5

Using this dataset, I created this graph:

A graph for seconds vs age of a race, with blue points representing males and pink females

I wish to shade under the geom_smooth lines, like so:

The same graph, but with shading below a <code>geom_smooth</code> line for the entire dataset.

I want points only under the blue line or only under the pink line to have those colors, and everything under both lines to be dark-grey.

I used this code to create the graph:

p3 <- ggplot(df, aes(x = SECONDS, y = AGE, color = GENDER)) +
geom_point() + theme_fivethirtyeight_mod() + ggtitle('Seconds vs.
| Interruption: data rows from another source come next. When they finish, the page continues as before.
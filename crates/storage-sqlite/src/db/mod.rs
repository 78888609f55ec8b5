//! Connection pool, migrations and the single-writer actor.

use log::{error, info};
use std::fs;
use std::path::Path;
use std::sync::Arc;

use diesel::connection::{Connection, SimpleConnection};
use diesel::r2d2::{self, ConnectionManager, Pool, PooledConnection};
use diesel::sqlite::SqliteConnection;
use diesel_migrations::{embed_migrations, EmbeddedMigrations, MigrationHarness};

use cryptofolio_core::errors::{DatabaseError, Error, Result};

use crate::errors::IntoCore;

pub mod write_actor;
pub use write_actor::{spawn_writer, WriteHandle};

const MIGRATIONS: EmbeddedMigrations = embed_migrations!();

pub type DbPool = r2d2::Pool<ConnectionManager<SqliteConnection>>;
pub type DbConnection = PooledConnection<ConnectionManager<SqliteConnection>>;

const CONNECTION_PRAGMAS: &str = "
    PRAGMA foreign_keys = ON;
    PRAGMA busy_timeout = 30000;
    PRAGMA synchronous = NORMAL;
";

/// Creates the database file and its directory if needed and switches it to
/// WAL mode. Returns the resolved database path.
pub fn init(db_path: &str) -> Result<String> {
    let db_path = get_db_path(db_path);

    if let Some(db_dir) = Path::new(&db_path).parent() {
        if !db_dir.as_os_str().is_empty() && !db_dir.exists() {
            fs::create_dir_all(db_dir)?;
        }
    }

    let mut conn = SqliteConnection::establish(&db_path)
        .map_err(|e| Error::Database(DatabaseError::ConnectionFailed(e.to_string())))?;
    conn.batch_execute("PRAGMA journal_mode = WAL;")
        .map_err(|e| Error::Database(DatabaseError::QueryFailed(e.to_string())))?;

    Ok(db_path)
}

pub fn create_pool(db_path: &str) -> Result<Arc<DbPool>> {
    let manager = ConnectionManager::<SqliteConnection>::new(db_path);
    let pool = r2d2::Pool::builder()
        .max_size(8)
        .min_idle(Some(1))
        .connection_timeout(std::time::Duration::from_secs(30))
        .connection_customizer(Box::new(ConnectionCustomizer))
        .build(manager)
        .map_err(|e| Error::Database(DatabaseError::PoolCreationFailed(e.to_string())))?;
    Ok(Arc::new(pool))
}

pub fn run_migrations(pool: &DbPool) -> Result<()> {
    info!("Running database migrations");
    let mut connection = get_connection(pool)?;

    let applied = connection.run_pending_migrations(MIGRATIONS).map_err(|e| {
        error!("Database migration failed: {}", e);
        Error::Database(DatabaseError::MigrationFailed(e.to_string()))
    })?;

    if applied.is_empty() {
        info!("No pending migrations to apply.");
    } else {
        for version in &applied {
            info!("Applied migration {}", version);
        }
    }

    Ok(())
}

/// `DATABASE_URL` overrides the configured path.
pub fn get_db_path(configured: &str) -> String {
    std::env::var("DATABASE_URL").unwrap_or_else(|_| configured.to_string())
}

pub fn get_connection(pool: &Pool<ConnectionManager<SqliteConnection>>) -> Result<DbConnection> {
    pool.get().into_core()
}

#[derive(Debug)]
struct ConnectionCustomizer;

impl r2d2::CustomizeConnection<SqliteConnection, r2d2::Error> for ConnectionCustomizer {
    fn on_acquire(&self, conn: &mut SqliteConnection) -> std::result::Result<(), r2d2::Error> {
        conn.batch_execute(CONNECTION_PRAGMAS)
            .map_err(r2d2::Error::QueryError)
    }
}
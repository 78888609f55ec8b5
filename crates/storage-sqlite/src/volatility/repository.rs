use async_trait::async_trait;
use chrono::Utc;
use diesel::prelude::*;
use diesel::r2d2::{self, Pool};
use diesel::SqliteConnection;
use std::sync::Arc;

use cryptofolio_core::volatility::{
    EstimatorState, PriceRecord, StandardDeviationSnapshot, VolatilityRepositoryTrait,
};
use cryptofolio_core::Result;

use super::model::{NewPriceHistoryDB, NewStandardDeviationDB, PriceHistoryDB, StandardDeviationDB};
use crate::db::{get_connection, WriteHandle};
use crate::errors::StorageError;
use crate::schema::{price_history, standard_deviations};

/// Append-only store for recorded prices and estimator snapshots.
///
/// Insertion order is the autoincrement id, so "latest" always means the
/// highest id.
pub struct VolatilityRepository {
    pool: Arc<Pool<r2d2::ConnectionManager<SqliteConnection>>>,
    writer: WriteHandle,
}

impl VolatilityRepository {
    pub fn new(
        pool: Arc<Pool<r2d2::ConnectionManager<SqliteConnection>>>,
        writer: WriteHandle,
    ) -> Self {
        VolatilityRepository { pool, writer }
    }
}

#[async_trait]
impl VolatilityRepositoryTrait for VolatilityRepository {
    async fn append_price_history(&self, holding_id: &str, price: f64) -> Result<PriceRecord> {
        let record = NewPriceHistoryDB {
            holding_id: holding_id.to_string(),
            date: Utc::now().naive_utc(),
            price,
        };
        self.writer
            .exec(move |conn: &mut SqliteConnection| -> Result<PriceRecord> {
                let inserted = diesel::insert_into(price_history::table)
                    .values(&record)
                    .returning(PriceHistoryDB::as_returning())
                    .get_result(conn)
                    .map_err(StorageError::from)?;
                Ok(PriceRecord::from(inserted))
            })
            .await
    }

    fn latest_estimator_state(&self) -> Result<Option<EstimatorState>> {
        let mut conn = get_connection(&self.pool)?;
        let latest = standard_deviations::table
            .order(standard_deviations::id.desc())
            .select(StandardDeviationDB::as_select())
            .first::<StandardDeviationDB>(&mut conn)
            .optional()
            .map_err(StorageError::from)?;
        Ok(latest.map(|db| StandardDeviationSnapshot::from(db).state()))
    }

    async fn append_snapshot(
        &self,
        state: EstimatorState,
        standard_deviation: f64,
    ) -> Result<StandardDeviationSnapshot> {
        let snapshot =
            NewStandardDeviationDB::new(state, standard_deviation, Utc::now().naive_utc());
        self.writer
            .exec(
                move |conn: &mut SqliteConnection| -> Result<StandardDeviationSnapshot> {
                    let inserted = diesel::insert_into(standard_deviations::table)
                        .values(&snapshot)
                        .returning(StandardDeviationDB::as_returning())
                        .get_result(conn)
                        .map_err(StorageError::from)?;
                    Ok(StandardDeviationSnapshot::from(inserted))
                },
            )
            .await
    }

    fn list_snapshots(&self) -> Result<Vec<StandardDeviationSnapshot>> {
        let mut conn = get_connection(&self.pool)?;
        let snapshots_db = standard_deviations::table
            .order(standard_deviations::id.asc())
            .select(StandardDeviationDB::as_select())
            .load::<StandardDeviationDB>(&mut conn)
            .map_err(StorageError::from)?;
        Ok(snapshots_db
            .into_iter()
            .map(StandardDeviationSnapshot::from)
            .collect())
    }
}
//! Volatility domain models.

use chrono::NaiveDateTime;
use serde::{Deserialize, Serialize};

/// Resumable state of the online variance estimator.
///
/// `m2` is the running sum of squared deviations from the mean. A zero
/// `count` always comes with a zero `mean` and `m2`.
#[derive(Debug, Clone, Copy, PartialEq, Default, Serialize, Deserialize)]
#[serde(rename_all = "camelCase")]
pub struct EstimatorState {
    pub count: i64,
    pub mean: f64,
    pub m2: f64,
}

/// Immutable record of the estimator after one total-value sample.
#[derive(Debug, Clone, PartialEq, Serialize, Deserialize)]
#[serde(rename_all = "camelCase")]
pub struct StandardDeviationSnapshot {
    pub id: i32,
    pub date: NaiveDateTime,
    pub mean: f64,
    pub m2: f64,
    pub count: i64,
    pub standard_deviation: f64,
}

impl StandardDeviationSnapshot {
    pub fn state(&self) -> EstimatorState {
        EstimatorState {
            count: self.count,
            mean: self.mean,
            m2: self.m2,
        }
    }
}

/// One row of a holding's price history.
#[derive(Debug, Clone, PartialEq, Serialize, Deserialize)]
#[serde(rename_all = "camelCase")]
pub struct PriceRecord {
    pub id: i32,
    pub holding_id: String,
    pub date: NaiveDateTime,
    pub price: f64,
}

/// New prices of one holding, oldest-first, with the amount held.
#[derive(Debug, Clone, PartialEq)]
pub struct HoldingSeries {
    pub holding_id: String,
    pub name: String,
    pub amount: f64,
    pub new_prices: Vec<f64>,
}

/// `amount * price` for each new time step of one holding.
#[derive(Debug, Clone, PartialEq, Serialize)]
#[serde(rename_all = "camelCase")]
pub struct WeightedValues {
    pub name: String,
    pub values: Vec<f64>,
}

/// Total portfolio value per new time step, with the per-holding breakdown.
#[derive(Debug, Clone, PartialEq, Default, Serialize)]
#[serde(rename_all = "camelCase")]
pub struct PortfolioValueSeries {
    pub calculated_values: Vec<WeightedValues>,
    pub totals: Vec<f64>,
}

/// Outcome of one recomputation request.
#[derive(Debug, Clone, PartialEq)]
pub enum VolatilityUpdate {
    /// Reconciliation found no new observation; nothing was written.
    NoNewData,
    /// One snapshot per processed sample, in chronological order.
    Updated(Vec<StandardDeviationSnapshot>),
}

/// Answer to a history query.
#[derive(Debug, Clone, PartialEq)]
pub enum StandardDeviationHistory {
    /// Snapshots already persisted, in insertion order.
    Recorded(Vec<StandardDeviationSnapshot>),
    /// Nothing was persisted yet, so a recomputation ran instead.
    Calculated(VolatilityUpdate),
}
pub mod api;
pub mod config;
pub mod error;
pub mod models;
mod main_lib;

pub use main_lib::{build_state, build_state_with_provider, init_tracing, AppState};
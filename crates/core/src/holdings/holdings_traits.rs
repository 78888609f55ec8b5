use async_trait::async_trait;

use crate::errors::Result;
use crate::holdings::holdings_model::{
    Holding, HoldingUpdate, HoldingValuation, NewHolding, PortfolioValuation,
};

/// Trait for holding repository operations
#[async_trait]
pub trait HoldingRepositoryTrait: Send + Sync {
    /// All holdings, oldest first.
    fn list_holdings(&self) -> Result<Vec<Holding>>;
    fn get_holding(&self, holding_id: &str) -> Result<Holding>;
    /// Most recently recorded price of the holding, if any.
    fn last_price_of(&self, holding_id: &str) -> Result<Option<f64>>;
    /// Inserts the holding together with its first price record.
    async fn create_holding(&self, new_holding: NewHolding, initial_price: f64) -> Result<Holding>;
    async fn update_amount(&self, holding_id: &str, amount: f64) -> Result<Holding>;
    async fn delete_holding(&self, holding_id: &str) -> Result<Holding>;
}

/// Trait for holding service operations
#[async_trait]
pub trait HoldingServiceTrait: Send + Sync {
    async fn create_holding(&self, new_holding: NewHolding) -> Result<Holding>;
    fn get_holdings(&self) -> Result<Vec<Holding>>;
    async fn get_holding_valuation(&self, holding_id: &str) -> Result<HoldingValuation>;
    async fn get_portfolio_valuation(&self) -> Result<PortfolioValuation>;
    async fn update_holding(&self, holding_id: &str, update: HoldingUpdate) -> Result<Holding>;
    async fn delete_holding(&self, holding_id: &str) -> Result<Holding>;
}
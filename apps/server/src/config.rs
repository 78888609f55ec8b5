use std::{net::SocketAddr, time::Duration};

use anyhow::Context;
use cryptofolio_core::constants::DEFAULT_QUOTE_CURRENCY;
use cryptofolio_market_data::DEFAULT_COINGECKO_URL;

pub struct Config {
    pub listen_addr: SocketAddr,
    pub db_path: String,
    pub cors_allow: Vec<String>,
    pub request_timeout: Duration,
    pub market_data_url: String,
    pub quote_currency: String,
}

impl Config {
    pub fn from_env() -> anyhow::Result<Self> {
        dotenvy::dotenv().ok();
        let listen_addr: SocketAddr = std::env::var("CF_LISTEN_ADDR")
            .unwrap_or_else(|_| "0.0.0.0:3000".to_string())
            .parse()
            .context("Invalid CF_LISTEN_ADDR")?;
        let db_path = std::env::var("CF_DB_PATH").unwrap_or_else(|_| "./db/app.db".into());
        let cors_allow = std::env::var("CF_CORS_ALLOW_ORIGINS")
            .unwrap_or_else(|_| "*".into())
            .split(',')
            .map(|s| s.trim().to_string())
            .filter(|s| !s.is_empty())
            .collect();
        let timeout_ms: u64 = std::env::var("CF_REQUEST_TIMEOUT_MS")
            .unwrap_or_else(|_| "30000".into())
            .parse()
            .unwrap_or(30000);
        // API_BASE_URL is the name the service has always been deployed with.
        let market_data_url = std::env::var("CF_MARKET_DATA_URL")
            .or_else(|_| std::env::var("API_BASE_URL"))
            .unwrap_or_else(|_| DEFAULT_COINGECKO_URL.into());
        let quote_currency = std::env::var("CF_QUOTE_CURRENCY")
            .unwrap_or_else(|_| DEFAULT_QUOTE_CURRENCY.into());
        Ok(Self {
            listen_addr,
            db_path,
            cors_allow,
            request_timeout: Duration::from_millis(timeout_ms),
            market_data_url,
            quote_currency,
        })
    }
}
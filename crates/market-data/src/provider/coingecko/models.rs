//! CoinGecko API response models.

use std::collections::HashMap;

use serde::Deserialize;

/// `simple/price` body: `{ "<coin id>": { "<currency>": price } }`
pub type SimplePriceResponse = HashMap<String, HashMap<String, f64>>;

/// One entry of the `coins/markets` array
#[derive(Debug, Deserialize)]
pub struct CoinMarketResponse {
    pub id: String,
    #[allow(dead_code)]
    #[serde(default)]
    pub current_price: Option<f64>,
    pub sparkline_in_7d: Sparkline,
}

/// Seven days of prices, oldest first
#[derive(Debug, Deserialize)]
pub struct Sparkline {
    #[serde(default)]
    pub price: Vec<f64>,
}
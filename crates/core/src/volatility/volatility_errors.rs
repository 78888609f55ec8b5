use thiserror::Error;

/// Errors raised while computing the portfolio volatility.
#[derive(Error, Debug)]
pub enum VolatilityError {
    #[error("There are no holdings to calculate a standard deviation for")]
    NoHoldings,

    #[error("Price provider returned no history for {0}")]
    MissingPriceHistory(String),

    #[error(
        "New price series of {holding} has {actual} points but the reference series has {expected}"
    )]
    InconsistentSeriesLength {
        holding: String,
        expected: usize,
        actual: usize,
    },
}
Age') +
geom_hline(yintercept = 0, size = 1.2, colour = "#535353") + 
geom_vline(xintercept = 0, size = 1.2, colour = "#535353") +
geom_smooth(se = F) +
geom_ribbon(aes(ymin = 0, ymax = predict(loess(AGE ~ SECONDS))), alpha = 1)

The code for theme_fivethirtyeight_mod() is this:

require(ggplot2)
require(ggthemes)
require(ggrepel)
require(grid)
require(gtable)

theme_fivethirtyeight_mod <- function (base_size = 12, base_family = "sans") {
(theme_foundation(base_size = base_size, base_family = base_family) + 
 theme(line = element_line(colour = "black"),
       rect = element_rect(fill = ggthemes_data$fivethirtyeight["ltgray"], linetype = 0, colour = NA),
       text = element_text(colour = ggthemes_data$fivethirtyeight["dkgray"]), 
       axis.text = element_text(size = 11, colour = ggthemes_data$fivethirtyeight["dkgray"], face = "bold"),
       axis.ticks = element_blank(),
       axis.line = element_blank(), 
       axis.title = element_text(size = 11, colour = ggthemes_data$fivethirtyeight["dkgray"], face = "bold", vjust = 1.5),
       legend.title = element_blank(),
       legend.background = element_rect(fill="gray90", size=.5, linetype="dotted"),
       legend.position = "bottom",
       legend.direction = "horizontal",
       legend.box = "vertical", 
       panel.grid = element_line(colour = NULL),
       panel.grid.major = element_line(colour = ggthemes_data$fivethirtyeight["medgray"]), 
       panel.grid.minor = element_blank(),
       plot.title = element_text(hjust = 0.05, size = rel(1.5), face = "bold"), 
       plot.margin = unit(c(1, 1, 1, 1), "lines"),
       panel.background = element_rect(fill = "#F0F0F0"),
       plot.background = element_rect(fill = "#F0F0F0"),
       panel.border = element_rect(colour = "#F0F0F0"),
       strip.background = element_rect()))
}

Thanks for all the help!

EDIT:

@MLavoie commented a link to a question that gave me a basic idea of how to shade under the geom_smooth lines by using a predict(loess(AGE ~ SECONDS)). predict() works like geom_smooth, and loess is the method used when n < 1000.This enabled me to shade under the male and female lines, but did not allow me to find the area under both curves. The dark-grey shaded area is the area under the geom_smooth for the entire dataset.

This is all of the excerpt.